DELIBERATE HYPOTENSION IN SOME OPERATION POSITIONS
Keywords:
controlled hypotension anaesthesia, prone position, beach-chair positionAbstract
Background. Controlled hypotension anaesthesia is used in different clinics since 1950s, and the number of methods is rather big. All of them provide better visualization of surgical field, but has serious limitations as to the potential risk of tissue hypoperfusion. This risk depends on the operation position as well. Aim of the study is to analyze the efficacy and safety of controlled with urapidil for spine surgery in prone position and shoulder surgery in beach-chair position. Methods. 58 patients who had undergone elective spinal surgery under general anaesthesia in the prone position (29 pts with controlled hypotension and 29 without), and 20 patients who had undergone elective shoulder surgery under interscalene block in the beach-chair position (10 pts with controlled hypotension and 10 without) were enrolled prospectively in this study. All patients underwent preand intraoperative blood pressure measurements, assignment of an ASA grade, and postoperative Bidway test after general anesthesia. The target MAP for all patients was 30% from baseline level. Controlled hypotension was performed with urapidil infusion. Results. Urapidil infusion in patients who had been operated in prone position allowed to decrease MAP from (92.5±7.1) mmHg to (63.8±2.0) mmHg. The course of hypotension was stable and no cerebral complications were observed.

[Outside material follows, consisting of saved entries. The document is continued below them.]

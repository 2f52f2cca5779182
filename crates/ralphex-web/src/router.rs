use crate::handler::ApiState;
use crate::request::{HttpMethod, HttpRequest};
use crate::response::HttpResponse;

pub type HandlerFn = fn(&HttpRequest, &ApiState) -> HttpResponse;

#[derive(Debug, Clone)]
struct Route {
    method: HttpMethod,
    path: String,
    handler: HandlerFn,
}

/// Exact-path router for the dashboard's small fixed surface.
#[derive(Debug, Clone, Default)]
pub struct Router {
    routes: Vec<Route>,
}

impl Router {
    pub fn new() -> Self {
        Self::default()
    }

    pub fn add_route(&mut self, method: HttpMethod, path: &str, handler: HandlerFn) {
        self.routes.push(Route {
            method,
            path: path.to_string(),
            handler,
        });
    }

    pub fn match_route(&self, method: HttpMethod, path: &str) -> Option<HandlerFn> {
        self.routes
            .iter()
            .find(|route| route.method == method && route.path == path)
            .map(|route| route.handler)
    }
}
use std::collections::HashMap;
use std::fs;
use std::io::{Read, Seek, SeekFrom};
use std::path::{Path, PathBuf};
use std::thread::{self, JoinHandle};
use std::time::Duration;

use ralphex_core::events::{EventBus, EventKind};
use ralphex_core::CancelToken;

const POLL_INTERVAL: Duration = Duration::from_millis(500);
const MAX_SCAN_DEPTH: usize = 4;

/// Multiplexes foreign progress files into the event bus. Files present at
/// startup are tailed from their current end; files appearing later stream
/// from the beginning. Each event carries a session id derived from the
/// file path.
pub fn spawn_watcher(dirs: Vec<PathBuf>, bus: EventBus, cancel: CancelToken) -> JoinHandle<()> {
    thread::spawn(move || {
        let mut tails: HashMap<PathBuf, Tail> = HashMap::new();

        // baseline: existing files are tailed, not replayed
        for path in scan_progress_files(&dirs) {
            let len = fs::metadata(&path).map(|m| m.len()).unwrap_or(0);
            tails.insert(
                path.clone(),
                Tail {
                    offset: len,
                    pending: String::new(),
                },
            );
        }

        loop {
            if cancel.sleep(POLL_INTERVAL) {
                return;
            }

            for path in scan_progress_files(&dirs) {
                let session = session_id(&path);
                let tail = tails.entry(path.clone()).or_insert_with(|| {
                    bus.publish_for_session(
                        EventKind::Section,
                        None,
                        format!("watching {}", path.display()),
                        Some(session.clone()),
                    );
                    Tail {
                        offset: 0,
                        pending: String::new(),
                    }
                });

                for line in tail.read_appended(&path) {
                    bus.publish_for_session(EventKind::Log, None, line, Some(session.clone()));
                }
            }
        }
    })
}

struct Tail {
    offset: u64,
    /// Incomplete trailing line carried to the next poll.
    pending: String,
}

impl Tail {
    fn read_appended(&mut self, path: &Path) -> Vec<String> {
        let Ok(mut file) = fs::File::open(path) else {
            return Vec::new();
        };
        let len = file.metadata().map(|m| m.len()).unwrap_or(0);
        if len < self.offset {
            // truncated (e.g. log rotation): start over
            self.offset = 0;
            self.pending.clear();
        }
        if len == self.offset {
            return Vec::new();
        }
        if file.seek(SeekFrom::Start(self.offset)).is_err() {
            return Vec::new();
        }

        let mut buf = String::new();
        if file.read_to_string(&mut buf).is_err() {
            return Vec::new();
        }
        self.offset = len;

        let mut combined = std::mem::take(&mut self.pending);
        combined.push_str(&buf);

        let mut lines: Vec<String> = Vec::new();
        let mut rest = combined.as_str();
        while let Some(pos) = rest.find('\n') {
            lines.push(rest[..pos].trim_end_matches('\r').to_string());
            rest = &rest[pos + 1..];
        }
        self.pending = rest.to_string();
        lines
    }
}

fn is_progress_file(path: &Path) -> bool {
    path.file_name()
        .and_then(|n| n.to_str())
        .is_some_and(|name| name.starts_with("progress-") && name.ends_with(".txt"))
}

fn scan_progress_files(dirs: &[PathBuf]) -> Vec<PathBuf> {
    let mut found = Vec::new();
    for dir in dirs {
        collect(dir, 0, &mut found);
    }
    found.sort();
    found
}

fn collect(dir: &Path, depth: usize, found: &mut Vec<PathBuf>) {
    if depth > MAX_SCAN_DEPTH {
        return;
    }
    let Ok(entries) = fs::read_dir(dir) else {
        return;
    };
    for entry in entries.flatten() {
        let path = entry.path();
        if path.is_dir() {
            collect(&path, depth + 1, found);
        } else if is_progress_file(&path) {
            found.push(path);
        }
    }
}

/// Stable session identifier for a progress file.
pub fn session_id(path: &Path) -> String {
    path.file_stem()
        .map(|stem| stem.to_string_lossy().into_owned())
        .unwrap_or_else(|| path.display().to_string())
}

#[cfg(test)]
mod tests {
    use std::fs;
    use std::io::Write;
    use std::path::{Path, PathBuf};
    use std::time::{Duration, Instant, SystemTime, UNIX_EPOCH};

    use ralphex_core::events::{Event, EventBus, EventStream};
    use ralphex_core::CancelToken;

    use super::{is_progress_file, session_id, spawn_watcher};

    fn unique_temp_dir(prefix: &str) -> PathBuf {
        let now = SystemTime::now()
            .duration_since(UNIX_EPOCH)
            .expect("clock")
            .as_nanos();
        let path = std::env::temp_dir().join(format!("ralphex-watch-{prefix}-{now}"));
        fs::create_dir_all(&path).expect("create temp dir");
        path
    }

    fn wait_for_events(stream: &EventStream, count: usize) -> Vec<Event> {
        let deadline = Instant::now() + Duration::from_secs(10);
        let mut events = Vec::new();
        while events.len() < count && Instant::now() < deadline {
            if let Some(event) = stream.recv_timeout(Duration::from_millis(200)) {
                events.push(event);
            }
        }
        events
    }

    #[test]
    fn progress_file_name_pattern() {
        assert!(is_progress_file(Path::new("/x/progress-20240101-1200.txt")));
        assert!(!is_progress_file(Path::new("/x/notes.txt")));
        assert!(!is_progress_file(Path::new("/x/progress-123.log")));
    }

    #[test]
    fn session_id_is_the_file_stem() {
        assert_eq!(
            session_id(Path::new("/a/b/progress-20240101-1200.txt")),
            "progress-20240101-1200"
        );
    }

    #[test]
    fn new_files_stream_from_the_beginning_with_session_ids() {
        let dir_a = unique_temp_dir("a");
        let dir_b = unique_temp_dir("b");
        let bus = EventBus::new();
        let stream = bus.subscribe();
        let cancel = CancelToken::new();

        let handle = spawn_watcher(
            vec![dir_a.clone(), dir_b.clone()],
            bus.clone(),
            cancel.clone(),
        );

        fs::write(dir_a.join("progress-run1.txt"), "line a1\nline a2\n").expect("write a");
        fs::create_dir_all(dir_b.join("nested")).expect("nested dir");
        fs::write(dir_b.join("nested/progress-run2.txt"), "line b1\n").expect("write b");

        // 2 section markers + 3 log lines
        let events = wait_for_events(&stream, 5);
        cancel.cancel();
        handle.join().expect("join watcher");

        let logs: Vec<&Event> = events
            .iter()
            .filter(|e| e.kind == ralphex_core::events::EventKind::Log)
            .collect();
        assert_eq!(logs.len(), 3);
        assert!(logs
            .iter()
            .any(|e| e.payload == "line a1" && e.session.as_deref() == Some("progress-run1")));
        assert!(logs
            .iter()
            .any(|e| e.payload == "line b1" && e.session.as_deref() == Some("progress-run2")));

        let _ = fs::remove_dir_all(&dir_a);
        let _ = fs::remove_dir_all(&dir_b);
    }

    #[test]
    fn preexisting_content_is_tailed_not_replayed() {
        let dir = unique_temp_dir("tail");
        let path = dir.join("progress-old.txt");
        fs::write(&path, "history line\n").expect("write history");

        let bus = EventBus::new();
        let stream = bus.subscribe();
        let cancel = CancelToken::new();
        let handle = spawn_watcher(vec![dir.clone()], bus.clone(), cancel.clone());

        // give the watcher a poll cycle, then append
        std::thread::sleep(Duration::from_millis(700));
        let mut file = fs::OpenOptions::new()
            .append(true)
            .open(&path)
            .expect("open for append");
        writeln!(file, "fresh line").expect("append");
        drop(file);

        let events = wait_for_events(&stream, 1);
        cancel.cancel();
        handle.join().expect("join watcher");

        assert!(events.iter().any(|e| e.payload == "fresh line"));
        assert!(!events.iter().any(|e| e.payload == "history line"));

        let _ = fs::remove_dir_all(&dir);
    }

    #[test]
    fn incomplete_trailing_lines_wait_for_their_newline() {
        let dir = unique_temp_dir("partial");
        let bus = EventBus::new();
        let stream = bus.subscribe();
        let cancel = CancelToken::new();
        let handle = spawn_watcher(vec![dir.clone()], bus.clone(), cancel.clone());

        let path = dir.join("progress-partial.txt");
        fs::write(&path, "complete\nincomp").expect("write partial");

        // section marker + one complete line only
        let events = wait_for_events(&stream, 2);
        assert!(events.iter().any(|e| e.payload == "complete"));
        assert!(!events.iter().any(|e| e.payload.starts_with("incomp")));

        let mut file = fs::OpenOptions::new()
            .append(true)
            .open(&path)
            .expect("open for append");
        write!(file, "lete\n").expect("finish line");
        drop(file);

        let rest = wait_for_events(&stream, 1);
        cancel.cancel();
        handle.join().expect("join watcher");

        assert!(rest.iter().any(|e| e.payload == "incomplete"));

        let _ = fs::remove_dir_all(&dir);
    }
}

The course of controlled hypotension with urapidil in patients who were operated in the beach-chair position was not stable. Moreover several adverse effects occurred intraoperatively: nausea in 3 patients, vomiting in 1 patient and chest pain (without ECG changes) in 2 patients. Conclusions. Controlled hypotension with urapidil is effective and safe for spinal surgery in prone position. It should be used with cautious for shoulder surgery in the beach-chair position because of risk of cerebral and myocardial hypoperfusion.